Depuis son acquittement, George Zimmerman a multiplié les dérapages. Hormis des excès de vitesse, il fit l'objet d'une enquête policière en septembre 2013 au sujet d'une dispute à son domicile avec sa femme qui entre-temps a déposé une demande de divorce. Deux mois plus tard, explique le New York Times, il a menacé sa nouvelle amie avec un révolver et fracassé une table en verre. Vendredi dernier enfin, George Zimmerman a été arrêté par la police de Floride pour agression aggravée. Il a jeté une bouteille à la face d'une femme à son domicile. Il a été enjoint de rendre toutes ses armes à feu d'ici à mardi. Il a été libéré sous caution et devra comparaître devant la Justice le 17 février.

Même si personne ne s'aventure à interpréter ces récents événements, ils jettent une lumière crue sur la réelle personnalité de George Zimmerman qui avait en partie été présenté, lors du procès de l'an dernier, comme une "victime" qui aurait été battu par Trayvon Martin.

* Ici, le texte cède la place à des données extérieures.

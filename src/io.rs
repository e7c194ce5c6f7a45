use std::fs::File;
use std::ops::Deref;
use std::path::Path;

use anyhow::{Context, Result};
use memmap2::Mmap;

/// Threshold in bytes above which we map dump files instead of reading them.
/// Callers can override via API; this is a reasonable default.
pub const DEFAULT_MMAP_THRESHOLD_BYTES: u64 = 16 * 1024 * 1024; // 16 MiB

/// Raw contents of an input file, either mapped or read into memory.
pub enum DumpBytes {
    Mapped(Mmap),
    Owned(Vec<u8>),
}

impl Deref for DumpBytes {
    type Target = [u8];

    fn deref(&self) -> &[u8] {
        match self {
            DumpBytes::Mapped(m) => m,
            DumpBytes::Owned(v) => v,
        }
    }
}

/// Decide whether to use mmap based on file size and threshold.
pub fn should_use_mmap(file_size_bytes: u64, threshold_bytes: u64) -> bool {
    file_size_bytes >= threshold_bytes
}

/// Read a whole file into memory.
pub fn read_bytes<P: AsRef<Path>>(path: P) -> Result<DumpBytes> {
    let bytes =
        std::fs::read(&path).with_context(|| format!("read {}", path.as_ref().display()))?;
    Ok(DumpBytes::Owned(bytes))
}

/// Map a file read-only. The mapping stays valid as long as nobody truncates
/// the dump while it is being parsed.
pub fn map_bytes<P: AsRef<Path>>(path: P) -> Result<DumpBytes> {
    let file = File::open(&path).with_context(|| format!("open {}", path.as_ref().display()))?;
    let mmap =
        unsafe { Mmap::map(&file) }.with_context(|| format!("mmap {}", path.as_ref().display()))?;
    Ok(DumpBytes::Mapped(mmap))
}

/// Choose mmap or a plain read depending on the file size.
pub fn read_bytes_auto<P: AsRef<Path>>(path: P, threshold_bytes: u64) -> Result<DumpBytes> {
    let meta =
        std::fs::metadata(&path).with_context(|| format!("stat {}", path.as_ref().display()))?;
    if meta.is_file() && should_use_mmap(meta.len(), threshold_bytes) {
        log::debug!("mapping {} ({} bytes)", path.as_ref().display(), meta.len());
        map_bytes(path)
    } else {
        read_bytes(path)
    }
}

/// Case-insensitive substring test for an already lower-cased haystack.
pub fn contains_folded(haystack_lower: &str, needle: &str) -> bool {
    if needle.is_empty() {
        return true;
    }
    let needle = needle.to_lowercase();
    memchr::memmem::find(haystack_lower.as_bytes(), needle.as_bytes()).is_some()
}
//! CSV export of the table view.
//!
//! Writes the header row followed by one line per table row. By default every
//! row is written regardless of the active filters; `ExportScope::Visible`
//! restricts the output to rows currently shown.
use std::io::Write;
use std::path::Path;

use anyhow::{Result, bail};
use csv::Writer;

use crate::engine::Engine;

pub const EXPORT_FILENAME: &str = "ldap_dump_export.csv";

#[derive(Debug, Clone, Copy, Default, PartialEq, Eq, clap::ValueEnum)]
pub enum ExportScope {
    /// Every row of the table
    #[default]
    All,
    /// Only rows passing the current filters
    Visible,
}

pub fn write_table_csv<W: Write>(engine: &Engine, out: W, scope: ExportScope) -> Result<usize> {
    if engine.table.is_empty() {
        bail!("no table to export");
    }
    let mut wtr = Writer::from_writer(out);
    wtr.write_record(&engine.table.headers)?;
    let mut written = 0;
    for (i, row) in engine.table.iter_rows().enumerate() {
        if scope == ExportScope::Visible && engine.is_row_hidden(i) {
            continue;
        }
        wtr.write_record(row.cells())?;
        written += 1;
    }
    wtr.flush()?;
    Ok(written)
}

pub fn save_table_csv<P: AsRef<Path>>(engine: &Engine, path: P, scope: ExportScope) -> Result<usize> {
    let file = std::fs::File::create(path.as_ref())?;
    let written = write_table_csv(engine, file, scope)?;
    log::info!("exported {} rows to {}", written, path.as_ref().display());
    Ok(written)
}
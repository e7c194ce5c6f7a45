//! Typed directory records and the attribute accessor shared by every render
//! target.
//!
//! A [`Record`] is one object from the dump (a "card" in the detail view). The
//! table view exposes the same data through [`crate::table::TableRowRef`]. Both
//! implement [`AttributeSource`], so predicates never care which one they see.
//! Empty values count as absent in both.
use std::collections::BTreeMap;

use crate::uac;

pub const USER_ACCOUNT_CONTROL: &str = "userAccountControl";
pub const SERVICE_PRINCIPAL_NAME: &str = "servicePrincipalName";
pub const OBJECT_SID: &str = "objectSid";
pub const MEMBER_OF: &str = "memberOf";
pub const PRIMARY_GROUP_ID: &str = "primaryGroupID";
pub const WHEN_CREATED: &str = "whenCreated";
pub const LAST_LOGON: &str = "lastLogon";
pub const LOGON_COUNT: &str = "logonCount";
pub const OPERATING_SYSTEM: &str = "operatingSystem";
pub const OBJECT_CLASS: &str = "objectClass";

/// Read-only view of one record, regardless of representation.
pub trait AttributeSource {
    /// Heading shown for the record (its distinguished name).
    fn display_name(&self) -> &str;

    /// Value of `name`, or `None` when missing or empty.
    fn attribute(&self, name: &str) -> Option<&str>;

    /// Every non-empty attribute in render order.
    fn attributes(&self) -> Box<dyn Iterator<Item = (&str, &str)> + '_>;

    /// Lower-cased text searched by the free-text filter.
    fn search_text(&self) -> &str;
}

/// Build the lower-cased search text for a record. The UAC cell is replaced by
/// its number followed by the decoded flag names.
pub fn build_search_text<'a>(
    display_name: &str,
    attributes: impl Iterator<Item = (&'a str, &'a str)>,
) -> String {
    let mut out = String::from(display_name);
    for (key, value) in attributes {
        out.push('\n');
        out.push_str(key);
        out.push('\n');
        if key == USER_ACCOUNT_CONTROL {
            out.push_str(&describe_uac(value));
        } else {
            out.push_str(value);
        }
    }
    out.to_lowercase()
}

/// `"514 ACCOUNTDISABLE, NORMAL_ACCOUNT"`, or the raw text if not numeric.
pub fn describe_uac(raw: &str) -> String {
    match uac::parse_uac(raw) {
        Some(v) => {
            let names = uac::decode(v);
            if names.is_empty() {
                v.to_string()
            } else {
                format!("{} {}", v, names.join(", "))
            }
        }
        None => raw.to_string(),
    }
}

/// One directory object as loaded from the dump.
#[derive(Debug, Clone, PartialEq, Eq)]
pub struct Record {
    pub dn: String,
    attributes: BTreeMap<String, String>,
    search_text: String,
}

impl Record {
    pub fn new(dn: impl Into<String>, attributes: BTreeMap<String, String>) -> Self {
        let dn = dn.into();
        let search_text = build_search_text(
            &dn,
            attributes
                .iter()
                .filter(|(_, v)| !v.is_empty())
                .map(|(k, v)| (k.as_str(), v.as_str())),
        );
        Self {
            dn,
            attributes,
            search_text,
        }
    }

    /// Convenience constructor used by tests and small integrations.
    pub fn from_pairs(dn: &str, pairs: &[(&str, &str)]) -> Self {
        let attributes = pairs
            .iter()
            .map(|(k, v)| (k.to_string(), v.to_string()))
            .collect();
        Self::new(dn, attributes)
    }

    /// Stable identifier used for tags.
    pub fn id(&self) -> &str {
        &self.dn
    }

    /// Attribute names including empty ones, used to build table headers.
    pub fn keys(&self) -> impl Iterator<Item = &str> {
        self.attributes.keys().map(String::as_str)
    }

    /// Classification from `objectClass`, most specific first.
    pub fn kind(&self) -> ObjectKind {
        let classes = self.attribute(OBJECT_CLASS).unwrap_or_default().to_lowercase();
        if classes.contains("computer") {
            ObjectKind::Computer
        } else if classes.contains("group") {
            ObjectKind::Group
        } else if classes.contains("user") || classes.contains("person") {
            ObjectKind::User
        } else {
            ObjectKind::Other
        }
    }
}

impl AttributeSource for Record {
    fn display_name(&self) -> &str {
        &self.dn
    }

    fn attribute(&self, name: &str) -> Option<&str> {
        self.attributes
            .get(name)
            .map(String::as_str)
            .filter(|v| !v.is_empty())
    }

    fn attributes(&self) -> Box<dyn Iterator<Item = (&str, &str)> + '_> {
        Box::new(
            self.attributes
                .iter()
                .filter(|(_, v)| !v.is_empty())
                .map(|(k, v)| (k.as_str(), v.as_str())),
        )
    }

    fn search_text(&self) -> &str {
        &self.search_text
    }
}

#[derive(Debug, Clone, Copy, PartialEq, Eq, Hash)]
pub enum ObjectKind {
    User,
    Computer,
    Group,
    Other,
}

#[cfg(test)]
mod tests {
    use super::*;

    #[test]
    fn empty_values_are_absent() {
        let r = Record::from_pairs("CN=A,DC=corp", &[("description", ""), ("cn", "A")]);
        assert_eq!(r.attribute("description"), None);
        assert_eq!(r.attribute("cn"), Some("A"));
        assert_eq!(r.attributes().count(), 1);
        assert_eq!(r.keys().count(), 2);
    }

    #[test]
    fn search_text_includes_decoded_uac() {
        let r = Record::from_pairs("CN=Svc,DC=corp", &[("userAccountControl", "514")]);
        assert!(r.search_text().contains("accountdisable"));
        assert!(r.search_text().contains("514"));
        assert!(r.search_text().starts_with("cn=svc"));
    }

    #[test]
    fn classifies_object_kind() {
        let c = Record::from_pairs("CN=WS1", &[("objectClass", "top, person, user, computer")]);
        let u = Record::from_pairs("CN=Bob", &[("objectClass", "top, person, user")]);
        let g = Record::from_pairs("CN=Admins", &[("objectClass", "top, group")]);
        assert_eq!(c.kind(), ObjectKind::Computer);
        assert_eq!(u.kind(), ObjectKind::User);
        assert_eq!(g.kind(), ObjectKind::Group);
        assert_eq!(Record::from_pairs("CN=X", &[]).kind(), ObjectKind::Other);
    }
}
use serde::{Deserialize, Serialize};
use uuid::Uuid;

use crate::core::primitives::instant_serde;
use crate::core::{EventSpan, Instant};
use crate::error::{TimelineError, TimelineResult};

#[derive(Debug, Clone, Copy, PartialEq, Eq, Hash, Default, Serialize, Deserialize)]
#[serde(rename_all = "lowercase")]
pub enum Sentiment {
    Positive,
    Negative,
    #[default]
    Neutral,
}

impl Sentiment {
    #[must_use]
    pub const fn as_str(self) -> &'static str {
        match self {
            Self::Positive => "positive",
            Self::Negative => "negative",
            Self::Neutral => "neutral",
        }
    }

    /// Bar fill used by the timeline and calendar views, `0xRRGGBB`.
    #[must_use]
    pub const fn fill_rgb(self) -> u32 {
        match self {
            Self::Positive => 0x22_c5_5e,
            Self::Negative => 0xef_44_44,
            Self::Neutral => 0x3b_82_f6,
        }
    }
}

#[derive(Debug, Clone, Copy, PartialEq, Eq, Hash, Serialize, Deserialize)]
#[serde(rename_all = "camelCase")]
pub enum LinkKind {
    Jira,
    AppDynamics,
    LoadRunner,
    Confluence,
}

#[derive(Debug, Clone, PartialEq, Eq, Serialize, Deserialize)]
pub struct EventLink {
    #[serde(rename = "type")]
    pub kind: LinkKind,
    pub url: String,
    pub title: String,
}

impl EventLink {
    pub fn new(
        kind: LinkKind,
        url: impl Into<String>,
        title: impl Into<String>,
    ) -> TimelineResult<Self> {
        let link = Self {
            kind,
            url: url.into(),
            title: title.into(),
        };
        if link.url.trim().is_empty() || link.title.trim().is_empty() {
            return Err(TimelineError::InvalidData(
                "link url and title must both be non-empty".to_owned(),
            ));
        }
        Ok(link)
    }
}

/// One timeline event as stored and exchanged.
///
/// Field names on the wire keep the persisted layout (`startDate`,
/// `endDate`), so snapshots written by earlier versions load unchanged.
#[derive(Debug, Clone, PartialEq, Serialize, Deserialize)]
#[serde(rename_all = "camelCase")]
pub struct Event {
    pub id: String,
    pub title: String,
    #[serde(default, skip_serializing_if = "Option::is_none")]
    pub description: Option<String>,
    #[serde(rename = "startDate", with = "instant_serde")]
    pub start: Instant,
    #[serde(rename = "endDate", with = "instant_serde")]
    pub end: Instant,
    pub lane: String,
    #[serde(default)]
    pub sentiment: Sentiment,
    #[serde(default)]
    pub links: Vec<EventLink>,
    #[serde(default)]
    pub tags: Vec<String>,
    #[serde(default, skip_serializing_if = "Option::is_none")]
    pub color: Option<String>,
}

impl Event {
    /// Builds a validated event with a fresh random id.
    pub fn new(
        title: impl Into<String>,
        lane: impl Into<String>,
        start: Instant,
        end: Instant,
    ) -> TimelineResult<Self> {
        let event = Self {
            id: Uuid::new_v4().to_string(),
            title: title.into(),
            description: None,
            start,
            end,
            lane: lane.into(),
            sentiment: Sentiment::default(),
            links: Vec::new(),
            tags: Vec::new(),
            color: None,
        };
        event.validate()?;
        Ok(event)
    }

    #[must_use]
    pub fn with_id(mut self, id: impl Into<String>) -> Self {
        self.id = id.into();
        self
    }

    #[must_use]
    pub fn with_description(mut self, description: impl Into<String>) -> Self {
        self.description = Some(description.into());
        self
    }

    #[must_use]
    pub fn with_sentiment(mut self, sentiment: Sentiment) -> Self {
        self.sentiment = sentiment;
        self
    }

    #[must_use]
    pub fn with_link(mut self, link: EventLink) -> Self {
        self.links.push(link);
        self
    }

    #[must_use]
    pub fn with_tag(mut self, tag: impl AsRef<str>) -> Self {
        self.add_tag(tag);
        self
    }

    /// Adds a trimmed tag unless it is blank or already present.
    pub fn add_tag(&mut self, tag: impl AsRef<str>) -> bool {
        let tag = tag.as_ref().trim();
        if tag.is_empty() || self.tags.iter().any(|existing| existing == tag) {
            return false;
        }
        self.tags.push(tag.to_owned());
        true
    }

    #[must_use]
    pub fn span(&self) -> EventSpan {
        EventSpan::new(self.start, self.end)
    }

    /// Description if present and non-blank.
    #[must_use]
    pub fn description_text(&self) -> Option<&str> {
        self.description
            .as_deref()
            .filter(|text| !text.trim().is_empty())
    }

    pub fn validate(&self) -> TimelineResult<()> {
        let reason = if self.id.trim().is_empty() {
            Some("id must be non-empty")
        } else if self.title.trim().is_empty() {
            Some("title must be non-empty")
        } else if self.lane.trim().is_empty() {
            Some("lane must be non-empty")
        } else if self.end <= self.start {
            Some("end must be after start")
        } else {
            None
        };

        match reason {
            Some(reason) => Err(TimelineError::InvalidEvent {
                id: self.id.clone(),
                reason: reason.to_owned(),
            }),
            None => Ok(()),
        }
    }

    /// Returns a copy with the patch's present fields merged in.
    ///
    /// The merged event is not validated here; callers decide when to check.
    #[must_use]
    pub fn patched(&self, patch: &EventPatch) -> Self {
        let mut next = self.clone();
        if let Some(title) = &patch.title {
            next.title.clone_from(title);
        }
        if let Some(description) = &patch.description {
            next.description.clone_from(description);
        }
        if let Some(start) = patch.start {
            next.start = start;
        }
        if let Some(end) = patch.end {
            next.end = end;
        }
        if let Some(lane) = &patch.lane {
            next.lane.clone_from(lane);
        }
        if let Some(sentiment) = patch.sentiment {
            next.sentiment = sentiment;
        }
        if let Some(links) = &patch.links {
            next.links.clone_from(links);
        }
        if let Some(tags) = &patch.tags {
            next.tags.clone_from(tags);
        }
        if let Some(color) = &patch.color {
            next.color.clone_from(color);
        }
        next
    }
}

/// Partial update for an existing event. `None` leaves a field untouched.
///
/// Optional event fields use a nested option: `Some(None)` clears them.
#[derive(Debug, Clone, PartialEq, Default)]
pub struct EventPatch {
    pub title: Option<String>,
    pub description: Option<Option<String>>,
    pub start: Option<Instant>,
    pub end: Option<Instant>,
    pub lane: Option<String>,
    pub sentiment: Option<Sentiment>,
    pub links: Option<Vec<EventLink>>,
    pub tags: Option<Vec<String>>,
    pub color: Option<Option<String>>,
}

impl EventPatch {
    #[must_use]
    pub fn is_empty(&self) -> bool {
        *self == Self::default()
    }
}
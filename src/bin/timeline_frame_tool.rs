use event_timeline::api::{MemoryStorage, TimelineEngine, TimelineEngineConfig};
use event_timeline::core::{Instant, RangeSelector, parse_instant};
use event_timeline::render::NullRenderer;
use event_timeline::telemetry;
use serde::Serialize;
use std::fs;
use std::path::{Path, PathBuf};

const USAGE: &str = "usage: timeline_frame_tool <frame|labels|export-outline|import-outline> --input <path> --output <path> [--range <1day|3days|1week|2weeks|1month>] [--cursor <instant>]";

#[derive(Debug, Clone, Copy, PartialEq, Eq)]
enum CommandKind {
    Frame,
    Labels,
    ExportOutline,
    ImportOutline,
}

#[derive(Debug)]
struct CliArgs {
    command: CommandKind,
    input: PathBuf,
    output: PathBuf,
    range: Option<RangeSelector>,
    cursor: Option<Instant>,
}

type ToolEngine = TimelineEngine<MemoryStorage, NullRenderer>;

fn main() {
    let _ = telemetry::init_default_tracing();
    if let Err(err) = run() {
        eprintln!("error: {err}");
        std::process::exit(1);
    }
}

fn run() -> Result<(), String> {
    let args = parse_args()?;
    let raw = fs::read_to_string(&args.input)
        .map_err(|err| format!("failed to read `{}`: {err}", args.input.display()))?;

    match args.command {
        CommandKind::Frame => {
            let mut engine = engine_from_json(&raw, &args)?;
            engine.render().map_err(|err| err.to_string())?;
            write_json(&args.output, &engine.build_frame())
        }
        CommandKind::Labels => {
            let mut engine = engine_from_json(&raw, &args)?;
            write_json(&args.output, &engine.build_frame().labels)
        }
        CommandKind::ExportOutline => {
            let engine = engine_from_json(&raw, &args)?;
            write_text(&args.output, &engine.export_outline())
        }
        CommandKind::ImportOutline => {
            let mut engine = empty_engine()?;
            let report = engine.import_outline(&raw).map_err(|err| err.to_string())?;
            if report.has_skipped() {
                eprintln!("skipped {} outline block(s)", report.skipped);
            }
            let json = engine.export_json().map_err(|err| err.to_string())?;
            write_text(&args.output, &json)
        }
    }
}

fn empty_engine() -> Result<ToolEngine, String> {
    TimelineEngine::new(
        MemoryStorage::default(),
        NullRenderer::default(),
        TimelineEngineConfig::default(),
    )
    .map_err(|err| err.to_string())
}

fn engine_from_json(raw: &str, args: &CliArgs) -> Result<ToolEngine, String> {
    let mut engine = empty_engine()?;
    let report = engine.import_json(raw).map_err(|err| err.to_string())?;
    if report.has_skipped() {
        eprintln!("skipped {} invalid record(s)", report.skipped);
    }
    if let Some(range) = args.range {
        engine.set_range(range);
    }
    if let Some(cursor) = args.cursor {
        if !engine.set_cursor(cursor) {
            return Err(format!("cursor {cursor} leaves an empty window"));
        }
    }
    Ok(engine)
}

fn write_json<T: Serialize>(path: &Path, value: &T) -> Result<(), String> {
    let payload =
        serde_json::to_string_pretty(value).map_err(|err| format!("serialize failed: {err}"))?;
    write_text(path, &payload)
}

fn write_text(path: &Path, payload: &str) -> Result<(), String> {
    fs::write(path, format!("{payload}\n"))
        .map_err(|err| format!("failed to write `{}`: {err}", path.display()))
}

fn parse_args() -> Result<CliArgs, String> {
    let mut args = std::env::args().skip(1);
    let command = match args.next().as_deref() {
        Some("frame") => CommandKind::Frame,
        Some("labels") => CommandKind::Labels,
        Some("export-outline") => CommandKind::ExportOutline,
        Some("import-outline") => CommandKind::ImportOutline,
        _ => return Err(USAGE.to_owned()),
    };

    let mut input = None::<PathBuf>;
    let mut output = None::<PathBuf>;
    let mut range = None::<RangeSelector>;
    let mut cursor = None::<Instant>;

    while let Some(flag) = args.next() {
        match flag.as_str() {
            "--input" => {
                let value = args
                    .next()
                    .ok_or_else(|| "missing value for --input".to_owned())?;
                input = Some(PathBuf::from(value));
            }
            "--output" => {
                let value = args
                    .next()
                    .ok_or_else(|| "missing value for --output".to_owned())?;
                output = Some(PathBuf::from(value));
            }
            "--range" => {
                let value = args
                    .next()
                    .ok_or_else(|| "missing value for --range".to_owned())?;
                range = Some(value.parse().map_err(|err| format!("{err}"))?);
            }
            "--cursor" => {
                let value = args
                    .next()
                    .ok_or_else(|| "missing value for --cursor".to_owned())?;
                cursor = Some(parse_instant(&value).map_err(|err| err.to_string())?);
            }
            "--help" | "-h" => return Err(USAGE.to_owned()),
            other => return Err(format!("unknown flag `{other}`")),
        }
    }

    Ok(CliArgs {
        command,
        input: input.ok_or_else(|| "missing --input".to_owned())?,
        output: output.ok_or_else(|| "missing --output".to_owned())?,
        range,
        cursor,
    })
}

Barack Obama souligne les bénéfices du sauvetage de l’industrie automobile

Il n’a jamais été très fort pour expliquer aux Américains dans quelle mesure ils bénéficient de sa politique. Visitant une usine Ford dans le Michigan, le président (libéré) Barack Obama ne s’est cette fois pas privé de se lancer quelques fleurs pour expliquer la reprise économique soutenue aux Etats-Unis. Il faut dire que la croissance lui donne des ailes. En décembre, le PIB américain a cru de 5%. Il faut remonter à la moitié des années 1990 pour voir le pays créer davantage d’emplois qu’en 2014. Le démocrate a répété que le sauvetage de l’industrie automobile, qui a coûté 85 milliards de dollars aux contribuables américains en 2008 et 2009, a été en réalité une bonne affaire pour le gouvernement fédéral. Les constructeurs automobiles sauvés ont non seulement tout remboursé. Mais l’Etat fédéral a fait un bénéfice substantiel.

 

La solidarité américaine envers la France

234530080La tragédie à la rédaction de Charlie Hebdo a suscité une vague de solidarité aux Etats-Unis pour cet hebdomadaire qui a fait de la liberté d'expression sa bannière. Ce n'est pas le seul domaine où les Américains viennent de manifester leur solidarité, pour ainsi dire. Un juge de Californie, selon le Washington Post, vient de lever l'interdiction de produire du foie gras (photo Marcio Jose Sanchez/AP/Keystone) imposée voici deux ans par le ministre californien de la Justice. Depuis cette mesure, les agriculteurs de l'Etat n'avaient pas le droit de gaver les oies, ni de vendre du foie gras.

La levée de l'interdiction fait suite à une plainte déposée par des producteurs de foie gras du Canada et de l'Etat de New York ainsi que d'un restaurant.